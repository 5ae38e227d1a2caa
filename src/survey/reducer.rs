//! Distribution reduction
//!
//! Every module votes for the releases that best explain it. Per
//! distribution, one release is chosen as installed and the rest become
//! remnants of earlier installations.

use std::collections::{BTreeMap, BTreeSet};

use chrono::NaiveDateTime;
use tracing::{debug, warn};

use crate::index::error::IndexError;
use crate::survey::context::SurveyContext;
use crate::survey::types::{
    DistData, InstallKind, ReleaseModuleManifest, ResolvedInstallation, ScoredRelease,
};

/// Why a release was kept for a distribution
#[derive(Debug, Clone, PartialEq)]
pub struct ReleaseEvidence {
    pub scored: ScoredRelease,
    /// Installed modules that selected this release
    pub modules: Vec<String>,
    /// Releases that tied with this one for some module
    pub alternatives: BTreeSet<String>,
}

/// Distribution name -> release identifier -> evidence
#[derive(Debug, Clone, Default)]
pub struct DistributionAggregate {
    distributions: BTreeMap<String, BTreeMap<String, ReleaseEvidence>>,
}

impl DistributionAggregate {
    pub fn new() -> Self {
        Self::default()
    }

    /// Record the releases selected for one module
    pub fn record(&mut self, module: &str, best: &[ScoredRelease]) {
        for scored in best {
            let evidence = self
                .distributions
                .entry(scored.distribution().to_string())
                .or_default()
                .entry(scored.release().to_string())
                .or_insert_with(|| ReleaseEvidence {
                    scored: scored.clone(),
                    modules: Vec::new(),
                    alternatives: BTreeSet::new(),
                });

            evidence.modules.push(module.to_string());
            evidence.alternatives.extend(
                best.iter()
                    .map(|other| other.release())
                    .filter(|other| *other != scored.release())
                    .map(str::to_string),
            );
        }
    }

    pub fn iter(&self) -> impl Iterator<Item = (&String, &BTreeMap<String, ReleaseEvidence>)> {
        self.distributions.iter()
    }

    pub fn len(&self) -> usize {
        self.distributions.len()
    }

    pub fn is_empty(&self) -> bool {
        self.distributions.is_empty()
    }
}

#[derive(Debug, Clone, PartialEq)]
pub struct Reduction<'a> {
    pub installed: &'a ReleaseEvidence,
    /// Every other release of the distribution, oldest first
    pub remnants: Vec<&'a ReleaseEvidence>,
    /// The highest version and the highest fraction pointed at different releases
    pub ambiguous: bool,
}

/// Choose the installed release of one distribution.
///
/// The newest release and the most installed release usually agree. When
/// they don't, the newest one wins and the disagreement is reported.
pub fn reduce<'a>(
    distribution: &str,
    releases: &'a BTreeMap<String, ReleaseEvidence>,
) -> Option<Reduction<'a>> {
    let by_version = releases.values().max_by(|a, b| {
        a.scored
            .candidate
            .version
            .cmp(&b.scored.candidate.version)
            .then(a.scored.fraction_installed.total_cmp(&b.scored.fraction_installed))
            .then(a.scored.release().cmp(b.scored.release()))
    })?;
    let by_fraction = releases.values().max_by(|a, b| {
        a.scored
            .fraction_installed
            .total_cmp(&b.scored.fraction_installed)
            .then(a.scored.candidate.version.cmp(&b.scored.candidate.version))
            .then(a.scored.release().cmp(b.scored.release()))
    })?;

    let ambiguous = by_version.scored.release() != by_fraction.scored.release();
    if ambiguous {
        warn!(
            "{}: newest release {} ({:.2}) and most installed release {} ({:.2}) differ; using {}",
            distribution,
            by_version.scored.release(),
            by_version.scored.fraction_installed,
            by_fraction.scored.release(),
            by_fraction.scored.fraction_installed,
            by_version.scored.release()
        );
    }

    let mut remnants: Vec<&ReleaseEvidence> = releases
        .values()
        .filter(|e| e.scored.release() != by_version.scored.release())
        .collect();
    remnants.sort_by(|a, b| {
        a.scored
            .candidate
            .version
            .cmp(&b.scored.candidate.version)
            .then(a.scored.release().cmp(b.scored.release()))
    });

    Some(Reduction {
        installed: by_version,
        remnants,
        ambiguous,
    })
}

/// Fetch metadata and the module manifest for a chosen release.
///
/// Returns `Ok(None)` when a non-fatal fetch failure means the release has
/// to be skipped.
pub async fn resolve_release(
    ctx: &SurveyContext,
    evidence: &ReleaseEvidence,
    kind: InstallKind,
) -> Result<Option<ResolvedInstallation>, IndexError> {
    let candidate = &evidence.scored.candidate;

    ctx.record_remote_call();
    let mut metadata = match ctx
        .index()
        .release_metadata(&candidate.author, &candidate.release)
        .await
    {
        Ok(metadata) => metadata,
        Err(e) if e.is_fatal() => return Err(e),
        Err(e) => {
            warn!("Skipping {}: {}", candidate.release, e);
            return Ok(None);
        }
    };

    let manifest = match ctx.manifest(&candidate.author, &candidate.release).await {
        Ok(manifest) => manifest,
        Err(e) if e.is_fatal() => return Err(e),
        Err(e) => {
            warn!("Skipping {}: {}", candidate.release, e);
            return Ok(None);
        }
    };

    let download_url = metadata
        .get("download_url")
        .and_then(|v| v.as_str())
        .map(str::to_string)
        .or_else(|| candidate.download_url.clone());
    let date = metadata
        .get("date")
        .and_then(|v| v.as_str())
        .map(str::to_string)
        .or_else(|| candidate.date.clone());

    // Keys produced by the survey itself take precedence
    for key in ["installation", "url", "released", "modvers", "dist_data", "mods_in_rel"] {
        metadata.remove(key);
    }

    debug!("Resolved {} as {:?}", candidate.release, kind);

    Ok(Some(ResolvedInstallation {
        installation: kind,
        metadata,
        url: canonical_url(download_url.as_deref(), &candidate.author, &candidate.release),
        released: date.as_deref().and_then(release_day),
        modvers: modvers(&manifest),
        dist_data: DistData {
            distribution: candidate.distribution.clone(),
            release: candidate.release.clone(),
            author: candidate.author.clone(),
            version: candidate.version.clone(),
            fraction_installed: evidence.scored.fraction_installed,
            percent_installed: evidence.scored.percent_installed(),
            modules: evidence.modules.clone(),
            or: evidence.alternatives.iter().cloned().collect(),
        },
        mods_in_rel: (*manifest).clone(),
    }))
}

/// Download path relative to a mirror root: `authors/id/A/AU/AUTHOR/Release.tar.gz`
pub fn canonical_url(download_url: Option<&str>, author: &str, release: &str) -> String {
    if let Some(url) = download_url {
        return match url.find("authors/") {
            Some(pos) => url[pos..].to_string(),
            None => url.to_string(),
        };
    }

    let author = author.to_uppercase();
    let first: String = author.chars().take(1).collect();
    let first_two: String = author.chars().take(2).collect();
    format!(
        "authors/id/{}/{}/{}/{}.tar.gz",
        first, first_two, author, release
    )
}

/// `name=version` for every module, sorted by name and joined with `;`
pub fn modvers(manifest: &ReleaseModuleManifest) -> String {
    manifest
        .iter()
        .map(|(name, entry)| format!("{}={}", name, entry.version.as_deref().unwrap_or("undef")))
        .collect::<Vec<_>>()
        .join(";")
}

/// `2012-03-04T05:06:07` -> `2012-03-04`
pub fn release_day(date: &str) -> Option<String> {
    NaiveDateTime::parse_from_str(date.trim_end_matches('Z'), "%Y-%m-%dT%H:%M:%S%.f")
        .ok()
        .map(|datetime| datetime.format("%Y-%m-%d").to_string())
}
//! Release inference for an installed module tree
//!
//! # Pipeline
//!
//! ```text
//! Inventory ──▶ candidates ──▶ scorer ──▶ disambiguate ──▶ reducer ──▶ SurveyReport
//!  (modules)    (per module)   (fraction)  (install log)   (per dist)
//! ```
//!
//! Modules are resolved concurrently and merged in name order, so the
//! report does not depend on completion order.
//!
//! # Modules
//!
//! - [`candidates`]: Index lookup of releases containing a module version
//! - [`scorer`]: Release manifests and installed-fraction scoring
//! - [`disambiguate`]: Install-log tie breaking
//! - [`overrides`]: Primary module names of irregular distributions
//! - [`reducer`]: Per-distribution choice of installed release and remnants
//! - [`context`]: Per-run state: index, install log, options, counters
//! - [`types`]: Records passed between the stages
//! - [`error`]: Run-aborting errors

pub mod candidates;
pub mod context;
pub mod disambiguate;
pub mod error;
pub mod overrides;
pub mod reducer;
pub mod scorer;
pub mod types;

use std::pin::pin;

use futures::stream::{self, StreamExt};
use serde::Serialize;
use tracing::{debug, info, warn};

use crate::index::error::IndexError;
use crate::inventory::{InstalledModule, Inventory};
use crate::survey::candidates::resolve_candidates;
use crate::survey::context::SurveyContext;
use crate::survey::disambiguate::{Narrowed, narrow};
use crate::survey::error::SurveyError;
use crate::survey::reducer::{DistributionAggregate, reduce, resolve_release};
use crate::survey::scorer::best_releases;
use crate::survey::types::{InstallKind, ModuleFlag, ResolvedInstallation, ScoredRelease};

#[derive(Debug, Clone, Copy, PartialEq, Eq, Serialize)]
#[serde(rename_all = "snake_case")]
pub enum ModuleStatus {
    /// At least one release explains the module
    Resolved,
    /// Unversioned module matching several releases equally
    Unresolvable,
    /// The index knows no release with this module version
    NoCandidates,
    /// A non-fatal index failure
    Failed,
}

/// What the survey concluded about one installed module
#[derive(Debug, Clone, PartialEq, Serialize)]
pub struct ModuleFinding {
    pub module: String,
    pub version: Option<String>,
    pub status: ModuleStatus,
    pub flag: Option<ModuleFlag>,
    /// Releases selected for the module
    pub releases: Vec<String>,
    pub error: Option<String>,
}

impl ModuleFinding {
    fn new(module: &InstalledModule) -> Self {
        Self {
            module: module.name.clone(),
            version: module.version.as_ref().map(|v| v.to_string()),
            status: ModuleStatus::NoCandidates,
            flag: None,
            releases: Vec::new(),
            error: None,
        }
    }
}

#[derive(Debug, Clone, Default, Serialize)]
pub struct SurveyReport {
    /// Installed releases, each preceded by its remnants when they were requested
    pub releases: Vec<ResolvedInstallation>,
    /// One finding per installed module, in name order
    pub findings: Vec<ModuleFinding>,
    /// Distributions whose newest and most installed releases differ
    pub ambiguous: Vec<String>,
    pub remote_calls: usize,
}

impl SurveyReport {
    pub fn installed(&self) -> impl Iterator<Item = &ResolvedInstallation> {
        self.releases
            .iter()
            .filter(|r| r.installation == InstallKind::Installed)
    }

    pub fn remnants(&self) -> impl Iterator<Item = &ResolvedInstallation> {
        self.releases
            .iter()
            .filter(|r| r.installation == InstallKind::Remnant)
    }

    /// Modules no release was found for
    pub fn unresolved(&self) -> impl Iterator<Item = &ModuleFinding> {
        self.findings
            .iter()
            .filter(|f| f.status != ModuleStatus::Resolved)
    }
}

struct ModuleResolution {
    finding: ModuleFinding,
    best: Vec<ScoredRelease>,
}

/// Infer the releases that produced `inventory`.
///
/// Fatal index errors stop the run; any other failure only affects the
/// module or release it occurred for.
pub async fn survey(ctx: &SurveyContext, inventory: &Inventory) -> Result<SurveyReport, SurveyError> {
    info!("Surveying {} modules", inventory.len());

    let mut resolutions = pin!(
        stream::iter(inventory.iter())
            .map(|module| resolve_module(ctx, inventory, module))
            .buffered(ctx.options().concurrency.max(1))
    );

    let mut aggregate = DistributionAggregate::new();
    let mut findings = Vec::with_capacity(inventory.len());
    while let Some(resolution) = resolutions.next().await {
        let resolution = resolution?;
        aggregate.record(&resolution.finding.module, &resolution.best);
        findings.push(resolution.finding);
    }

    info!("Reducing {} distributions", aggregate.len());

    let mut releases = Vec::new();
    let mut ambiguous = Vec::new();
    for (distribution, candidates) in aggregate.iter() {
        let Some(reduction) = reduce(distribution, candidates) else {
            continue;
        };
        if reduction.ambiguous {
            ambiguous.push(distribution.clone());
        }
        debug!(
            "{}: {} installed, {} remnants",
            distribution,
            reduction.installed.scored.release(),
            reduction.remnants.len()
        );

        if ctx.options().include_remnants {
            for remnant in &reduction.remnants {
                let resolved = resolve_release(ctx, remnant, InstallKind::Remnant)
                    .await
                    .map_err(|e| SurveyError::fatal(remnant.scored.release(), e))?;
                releases.extend(resolved);
            }
        }

        let resolved = resolve_release(ctx, reduction.installed, InstallKind::Installed)
            .await
            .map_err(|e| SurveyError::fatal(reduction.installed.scored.release(), e))?;
        releases.extend(resolved);
    }

    let report = SurveyReport {
        releases,
        findings,
        ambiguous,
        remote_calls: ctx.remote_calls(),
    };
    info!(
        "Found {} installed releases using {} index queries",
        report.installed().count(),
        report.remote_calls
    );
    Ok(report)
}

async fn resolve_module(
    ctx: &SurveyContext,
    inventory: &Inventory,
    module: &InstalledModule,
) -> Result<ModuleResolution, SurveyError> {
    let mut finding = ModuleFinding::new(module);
    let version = module.query_version();

    let outcome = match resolve_candidates(ctx, &module.name, &version, module.file_size).await {
        Ok(outcome) => outcome,
        Err(e) => return isolate(finding, e),
    };
    finding.flag = outcome.flag();

    let candidates = outcome.into_candidates();
    if candidates.is_empty() {
        return Ok(ModuleResolution {
            finding,
            best: Vec::new(),
        });
    }

    let best = match best_releases(ctx, &candidates, inventory).await {
        Ok(best) => best,
        Err(e) => return isolate(finding, e),
    };

    let best = match narrow(best, module, ctx.install_log()) {
        Narrowed::Releases(best) => {
            finding.status = ModuleStatus::Resolved;
            best
        }
        Narrowed::Unresolvable(tied) => {
            finding.status = ModuleStatus::Unresolvable;
            finding.releases = tied.iter().map(|s| s.release().to_string()).collect();
            return Ok(ModuleResolution {
                finding,
                best: Vec::new(),
            });
        }
    };

    if best.len() > 1 {
        debug!(
            "{} is explained equally well by {} releases",
            module.name,
            best.len()
        );
    }
    finding.releases = best.iter().map(|s| s.release().to_string()).collect();

    Ok(ModuleResolution { finding, best })
}

/// Confine a non-fatal error to the module it occurred for
fn isolate(mut finding: ModuleFinding, error: IndexError) -> Result<ModuleResolution, SurveyError> {
    if error.is_fatal() {
        return Err(SurveyError::fatal(finding.module, error));
    }

    warn!("Failed to resolve {}: {}", finding.module, error);
    finding.status = ModuleStatus::Failed;
    finding.error = Some(error.to_string());
    Ok(ModuleResolution {
        finding,
        best: Vec::new(),
    })
}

» TRY IT: In the material above, show every line where the word "Failed" turns up.

» EXERCISE RESPONSE:
    Failed,
    warn!("Failed to resolve {}: {}", finding.module, error);
    finding.status = ModuleStatus::Failed;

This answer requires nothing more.